O presidente da FenaSaúde
elegeu um ranking dos principais problemas enfrentados pela população
brasileira no quesito saúde. “Contextualizo em três grandes grupos. O primeiro
é das questões estruturais, falta de saneamento básico, água potável, energia e
gás, educação de qualidade, habitação e desemprego. Depois, temos os desafios
conjunturais, como a falta de informatização do SUS e a padronização dos prontuários
eletrônicos. Por último, os desafios comportamentais, que são muito
complicados, como o sedentarismo, tabagismo, abuso de álcool e hábitos
alimentares dos beneficiários”, diz José Alceu.
Entre o sistema e o
beneficiado, há também as empresas que arcam com muitos desses custos.
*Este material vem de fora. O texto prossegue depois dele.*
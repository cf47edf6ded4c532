//! SQLite-Implementierung des RoomRepository
//!
//! Mitgliederlisten werden als JSON-Array von UIDs gespeichert.

use async_trait::async_trait;
use chrono::Utc;
use sqlx::Row;

use crate::error::DbError;
use crate::models::RaumRecord;
use crate::repository::{DbResult, RoomRepository};
use crate::sqlite::parse_datetime;
use crate::sqlite::pool::SqliteDb;

#[async_trait]
impl RoomRepository for SqliteDb {
    async fn load_rooms(&self) -> DbResult<Vec<RaumRecord>> {
        let rows = sqlx::query("SELECT name, password, members, created_at FROM rooms ORDER BY name")
            .fetch_all(&self.pool)
            .await?;
        rows.iter().map(row_to_raum).collect()
    }

    async fn create_room(&self, name: &str, password: Option<&str>) -> DbResult<RaumRecord> {
        let now = Utc::now();

        sqlx::query("INSERT INTO rooms (name, password, members, created_at) VALUES (?, ?, '[]', ?)")
            .bind(name)
            .bind(password)
            .bind(now.to_rfc3339())
            .execute(&self.pool)
            .await
            .map_err(|e| match e {
                sqlx::Error::Database(ref db) if db.is_unique_violation() => {
                    DbError::Eindeutigkeit(format!("Raum '{name}' existiert bereits"))
                }
                other => DbError::Sqlx(other),
            })?;

        Ok(RaumRecord {
            name: name.to_string(),
            password: password.map(str::to_string),
            members: Vec::new(),
            created_at: now,
        })
    }

    async fn ensure_room(&self, name: &str) -> DbResult<()> {
        sqlx::query(
            "INSERT INTO rooms (name, password, members, created_at) VALUES (?, NULL, '[]', ?)
             ON CONFLICT(name) DO NOTHING",
        )
        .bind(name)
        .bind(Utc::now().to_rfc3339())
        .execute(&self.pool)
        .await?;
        Ok(())
    }

    async fn update_room_password(&self, name: &str, password: Option<&str>) -> DbResult<()> {
        let affected = sqlx::query("UPDATE rooms SET password = ? WHERE name = ?")
            .bind(password)
            .bind(name)
            .execute(&self.pool)
            .await?
            .rows_affected();

        if affected == 0 {
            return Err(DbError::nicht_gefunden(format!("Raum '{name}'")));
        }
        Ok(())
    }

    async fn delete_room(&self, name: &str) -> DbResult<()> {
        let affected = sqlx::query("DELETE FROM rooms WHERE name = ?")
            .bind(name)
            .execute(&self.pool)
            .await?
            .rows_affected();

        if affected == 0 {
            return Err(DbError::nicht_gefunden(format!("Raum '{name}'")));
        }
        Ok(())
    }

    async fn persist_room_membership(&self, name: &str, members: &[String]) -> DbResult<()> {
        let json = serde_json::to_string(members)?;
        let affected = sqlx::query("UPDATE rooms SET members = ? WHERE name = ?")
            .bind(json)
            .bind(name)
            .execute(&self.pool)
            .await?
            .rows_affected();

        if affected == 0 {
            return Err(DbError::nicht_gefunden(format!("Raum '{name}'")));
        }
        Ok(())
    }

    async fn clear_room_memberships(&self) -> DbResult<u64> {
        let affected = sqlx::query("UPDATE rooms SET members = '[]' WHERE members != '[]'")
            .execute(&self.pool)
            .await?
            .rows_affected();
        Ok(affected)
    }
}

fn row_to_raum(row: &sqlx::sqlite::SqliteRow) -> DbResult<RaumRecord> {
    let members_json: String = row.try_get("members")?;
    let members: Vec<String> = serde_json::from_str(&members_json)?;

    Ok(RaumRecord {
        name: row.try_get("name")?,
        password: row.try_get("password")?,
        members,
        created_at: parse_datetime(row, "created_at")?,
    })
}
Segundo
dados apresentados por Georgia Antony, no Brasil, 56% do gasto com saúde vem de
empresas privadas, isto é, com planos de saúde para seus funcionários e
dependentes. “Quase 7 em cada 10 brasileiros têm plano de saúde por causa da
empresa na qual trabalha”, revela. E esse gasto só aumenta, segundo a
especialista, desde 2017 ele representa até 5 vezes o valor da inflação. Ela
afirma ainda que, no Brasil, é perfeitamente possível que uma empresa que
fabrique pneu gaste mais com plano de saúde de funcionários do que com
borracha, por exemplo. Em concordância com o José Alceu, uma das prioridades
apontadas pela especialista é a necessidade de informação.
Para Martha Oliveira,
diretora-executiva do Laços Saúde e Designing Saúde, nós estamos passando por
um processo de transição, que já deveríamos ter passado. “A batalha é que essa
transição ocorra de forma melhor e progressiva. Dentro da saúde suplementar se
eu pudesse hoje mudar uma única coisa, faria a coordenação de cuidado. Não
fizemos transição do sistema de saúde, ele é exatamente o mesmo da década de
60, então formamos as pessoas da mesma forma, cuidamos da mesma forma. O que
vem aí é um monte de tecnologia que a gente ainda não se apropriou, mas que
fará uma quebra nisso, estamos falando de não cuidar da doença, mas cuidar do
indivíduo”, afirma.
Os palestrantes concordaram
que é preciso começar por soluções simples e que podem ter resultados grandes,
como coordenar o cuidado nos atendimentos feitos no Brasil e estimular vínculos
entre médicos e pacientes. Uma outra solução proposta foi a organização da
entrada e saída de dados de forma eficiente em um sistema robusto de saúde no
qual os envolvidos em cada parte do tratamento possam ter acesso.